▶ [ASSIGNMENT] Output the entries exactly.

▶ [RECORDS SHOWN]

pub mod activity;
pub mod participant;

pub use activity::{Activity, ActivityMap, StoredActivity};
pub use participant::{ExperienceLevel, Participant, StoredParticipant};
#[cfg(test)]
mod tests {
    use super::*;
    use serde_json::json;

    #[test]
    fn defaults_are_valid() {
        Settings::default().validate().unwrap();
    }

    #[test]
    fn partial_payload_fills_defaults() {
        let s = Settings::from_json(json!({
            "collection": { "syslog": { "enabled": true, "port": 1514, "protocol": "TCP", "bindAddress": "127.0.0.1" } },
            "retention": { "netflowDays": 7 }
        }))
        .unwrap();
        assert_eq!(s.collection.syslog.port, 1514);
        assert_eq!(s.collection.syslog.protocol, Protocol::Tcp);
        assert_eq!(s.collection.netflow.port, 2055);
        assert_eq!(s.retention.netflow_days, 7);
        assert_eq!(s.retention.syslog_days, 90);
    }

    #[test]
    fn single_field_of_a_collector_is_enough() {
        let s = Settings::from_json(json!({ "collection": { "syslog": { "port": 1514 } } }))
            .unwrap();
        assert_eq!(s.collection.syslog.port, 1514);
        assert!(s.collection.syslog.enabled);
        assert_eq!(s.collection.syslog.protocol, Protocol::Udp);
        assert_eq!(s.collection.syslog.bind_address, "0.0.0.0");

        let s = Settings::from_json(json!({
            "collection": { "snmp": { "pollInterval": 60 } },
            "forwarding": { "netflow": { "targetHost": "10.0.0.9" } }
        }))
        .unwrap();
        assert_eq!(s.collection.snmp.poll_interval, 60);
        assert_eq!(s.collection.snmp.listener.port, 161);
        assert_eq!(s.forwarding.netflow.target.target_host, "10.0.0.9");
        assert_eq!(s.forwarding.netflow.target.target_port, 2055);
        assert_eq!(s.forwarding.netflow.version, "v9");
    }

    #[test]
    fn merge_replaces_scalars_and_keeps_unmentioned_keys() {
        let mut base = json!({ "a": { "b": 1, "c": [1, 2] }, "d": true });
        merge(&mut base, json!({ "a": { "c": [3] }, "e": "new" }));
        assert_eq!(base, json!({ "a": { "b": 1, "c": [3] }, "d": true, "e": "new" }));
    }

    #[test]
    fn serializes_with_dashboard_names() {
        let v = serde_json::to_value(Settings::default()).unwrap();
        assert_eq!(v["collection"]["snmp"]["pollInterval"], 300);
        assert_eq!(v["collection"]["snmp"]["port"], 161);
        assert_eq!(v["forwarding"]["metrics"]["endpoint"], "/api/v1/write");
        assert_eq!(v["alerts"]["cpuThreshold"], 85);
    }

    #[test]
    fn rejects_out_of_range_values() {
        let mut s = Settings::default();
        s.alerts.disk_threshold = 101;
        assert!(matches!(s.validate(), Err(Error::InvalidSettings(_))));

        let mut s = Settings::default();
        s.retention.snmp_days = 0;
        assert!(s.validate().is_err());

        let mut s = Settings::default();
        s.collection.syslog.port = 0;
        assert!(s.validate().is_err());

        let mut s = Settings::default();
        s.forwarding.syslog.target.enabled = true;
        assert!(s.validate().is_err(), "enabled target without host");
    }

    #[test]
    fn rejects_port_clash_between_listeners() {
        let mut s = Settings::default();
        s.collection.telegraf.port = 514;
        let err = s.validate().unwrap_err().to_string();
        assert!(err.contains("syslog") && err.contains("telegraf"), "{err}");
    }

    #[test]
    fn rejects_wrong_types() {
        let err = Settings::from_json(json!({ "alerts": { "cpuThreshold": "high" } }));
        assert!(matches!(err, Err(Error::InvalidSettings(_))));
    }

    #[test]
    fn size_parsing() {
        assert_eq!(parse_size("64MB"), Some(64 << 20));
        assert_eq!(parse_size("100GB"), Some(100 << 30));
        assert_eq!(parse_size("512"), Some(512));
        assert_eq!(parse_size("lots"), None);
    }
}
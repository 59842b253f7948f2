//! Crate error type and its HTTP mapping.

use axum::{
    http::StatusCode,
    response::{IntoResponse, Response},
    Json,
};
use serde_json::json;
use std::time::Duration;

#[derive(thiserror::Error, Debug)]
pub enum Error {
    #[error(transparent)]
    Io(#[from] std::io::Error),

    #[error(transparent)]
    Json(#[from] serde_json::Error),

    // The command ran but exited unsuccessfully.
    #[error("command `{command}` failed: {reason}")]
    CommandFailed { command: String, reason: String },

    #[error("command `{command}` timed out after {timeout:?}")]
    CommandTimeout { command: String, timeout: Duration },

    // A measurement source exists but produced nothing usable.
    #[error("{0} unavailable")]
    Unavailable(String),

    #[error("invalid settings: {0}")]
    InvalidSettings(String),

    #[error("invalid configuration: {0}")]
    Config(String),
}

pub type Result<T> = std::result::Result<T, Error>;

/// Error returned by HTTP handlers. Always rendered as `{"error": "..."}`.
#[derive(Debug)]
pub struct ApiError {
    status: StatusCode,
    message: String,
}

impl ApiError {
    pub fn bad_request(message: impl Into<String>) -> Self {
        Self {
            status: StatusCode::BAD_REQUEST,
            message: message.into(),
        }
    }

    pub fn internal(message: impl Into<String>) -> Self {
        Self {
            status: StatusCode::INTERNAL_SERVER_ERROR,
            message: message.into(),
        }
    }

    pub fn status(&self) -> StatusCode {
        self.status
    }
}

impl From<Error> for ApiError {
    fn from(err: Error) -> Self {
        let status = match err {
            Error::InvalidSettings(_) => StatusCode::BAD_REQUEST,
            _ => StatusCode::INTERNAL_SERVER_ERROR,
        };
        Self {
            status,
            message: err.to_string(),
        }
    }
}

impl IntoResponse for ApiError {
    fn into_response(self) -> Response {
        if self.status.is_server_error() {
            tracing::error!("request failed: {}", self.message);
        }
        (self.status, Json(json!({ "error": self.message }))).into_response()
    }
}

▶ [SOLVED EXERCISE]
pub mod activity;
pub mod participant;

pub use activity::{Activity, ActivityMap, StoredActivity};
pub use participant::{ExperienceLevel, Participant, StoredParticipant};
#[cfg(test)]
mod tests {
    use super::*;
    use serde_json::json;

    #[test]
    fn defaults_are_valid() {
        Settings::default().validate().unwrap();
    }

    #[test]
    fn partial_payload_fills_defaults() {
        let s = Settings::from_json(json!({
            "collection": { "syslog": { "enabled": true, "port": 1514, "protocol": "TCP", "bindAddress": "127.0.0.1" } },
            "retention": { "netflowDays": 7 }
        }))
        .unwrap();
        assert_eq!(s.collection.syslog.port, 1514);
        assert_eq!(s.collection.syslog.protocol, Protocol::Tcp);
        assert_eq!(s.collection.netflow.port, 2055);
        assert_eq!(s.retention.netflow_days, 7);
        assert_eq!(s.retention.syslog_days, 90);
    }

    #[test]
    fn single_field_of_a_collector_is_enough() {
        let s = Settings::from_json(json!({ "collection": { "syslog": { "port": 1514 } } }))
            .unwrap();
        assert_eq!(s.collection.syslog.port, 1514);
        assert!(s.collection.syslog.enabled);
        assert_eq!(s.collection.syslog.protocol, Protocol::Udp);
        assert_eq!(s.collection.syslog.bind_address, "0.0.0.0");

        let s = Settings::from_json(json!({
            "collection": { "snmp": { "pollInterval": 60 } },
            "forwarding": { "netflow": { "targetHost": "10.0.0.9" } }
        }))
        .unwrap();
        assert_eq!(s.collection.snmp.poll_interval, 60);
        assert_eq!(s.collection.snmp.listener.port, 161);
        assert_eq!(s.forwarding.netflow.target.target_host, "10.0.0.9");
        assert_eq!(s.forwarding.netflow.target.target_port, 2055);
        assert_eq!(s.forwarding.netflow.version, "v9");
    }

    #[test]
    fn merge_replaces_scalars_and_keeps_unmentioned_keys() {
        let mut base = json!({ "a": { "b": 1, "c": [1, 2] }, "d": true });
        merge(&mut base, json!({ "a": { "c": [3] }, "e": "new" }));
        assert_eq!(base, json!({ "a": { "b": 1, "c": [3] }, "d": true, "e": "new" }));
    }

    #[test]
    fn serializes_with_dashboard_names() {
        let v = serde_json::to_value(Settings::default()).unwrap();
        assert_eq!(v["collection"]["snmp"]["pollInterval"], 300);
        assert_eq!(v["collection"]["snmp"]["port"], 161);
        assert_eq!(v["forwarding"]["metrics"]["endpoint"], "/api/v1/write");
        assert_eq!(v["alerts"]["cpuThreshold"], 85);
    }

    #[test]
    fn rejects_out_of_range_values() {
        let mut s = Settings::default();
        s.alerts.disk_threshold = 101;
        assert!(matches!(s.validate(), Err(Error::InvalidSettings(_))));

        let mut s = Settings::default();
        s.retention.snmp_days = 0;
        assert!(s.validate().is_err());

        let mut s = Settings::default();
        s.collection.syslog.port = 0;
        assert!(s.validate().is_err());

        let mut s = Settings::default();
        s.forwarding.syslog.target.enabled = true;
        assert!(s.validate().is_err(), "enabled target without host");
    }

    #[test]
    fn rejects_port_clash_between_listeners() {
        let mut s = Settings::default();
        s.collection.telegraf.port = 514;
        let err = s.validate().unwrap_err().to_string();
        assert!(err.contains("syslog") && err.contains("telegraf"), "{err}");
    }

    #[test]
    fn rejects_wrong_types() {
        let err = Settings::from_json(json!({ "alerts": { "cpuThreshold": "high" } }));
        assert!(matches!(err, Err(Error::InvalidSettings(_))));
    }

    #[test]
    fn size_parsing() {
        assert_eq!(parse_size("64MB"), Some(64 << 20));
        assert_eq!(parse_size("100GB"), Some(100 << 30));
        assert_eq!(parse_size("512"), Some(512));
        assert_eq!(parse_size("lots"), None);
    }
}
repository 59842b253f7948f2
//! Crate error type and its HTTP mapping.

use axum::{
    http::StatusCode,
    response::{IntoResponse, Response},
    Json,
};
use serde_json::json;
use std::time::Duration;

#[derive(thiserror::Error, Debug)]
pub enum Error {
    #[error(transparent)]
    Io(#[from] std::io::Error),

    #[error(transparent)]
    Json(#[from] serde_json::Error),

    // The command ran but exited unsuccessfully.
    #[error("command `{command}` failed: {reason}")]
    CommandFailed { command: String, reason: String },

    #[error("command `{command}` timed out after {timeout:?}")]
    CommandTimeout { command: String, timeout: Duration },

    // A measurement source exists but produced nothing usable.
    #[error("{0} unavailable")]
    Unavailable(String),

    #[error("invalid settings: {0}")]
    InvalidSettings(String),

    #[error("invalid configuration: {0}")]
    Config(String),
}

pub type Result<T> = std::result::Result<T, Error>;

/// Error returned by HTTP handlers. Always rendered as `{"error": "..."}`.
#[derive(Debug)]
pub struct ApiError {
    status: StatusCode,
    message: String,
}

impl ApiError {
    pub fn bad_request(message: impl Into<String>) -> Self {
        Self {
            status: StatusCode::BAD_REQUEST,
            message: message.into(),
        }
    }

    pub fn internal(message: impl Into<String>) -> Self {
        Self {
            status: StatusCode::INTERNAL_SERVER_ERROR,
            message: message.into(),
        }
    }

    pub fn status(&self) -> StatusCode {
        self.status
    }
}

impl From<Error> for ApiError {
    fn from(err: Error) -> Self {
        let status = match err {
            Error::InvalidSettings(_) => StatusCode::BAD_REQUEST,
            _ => StatusCode::INTERNAL_SERVER_ERROR,
        };
        Self {
            status,
            message: err.to_string(),
        }
    }
}

impl IntoResponse for ApiError {
    fn into_response(self) -> Response {
        if self.status.is_server_error() {
            tracing::error!("request failed: {}", self.message);
        }
        (self.status, Json(json!({ "error": self.message }))).into_response()
    }
}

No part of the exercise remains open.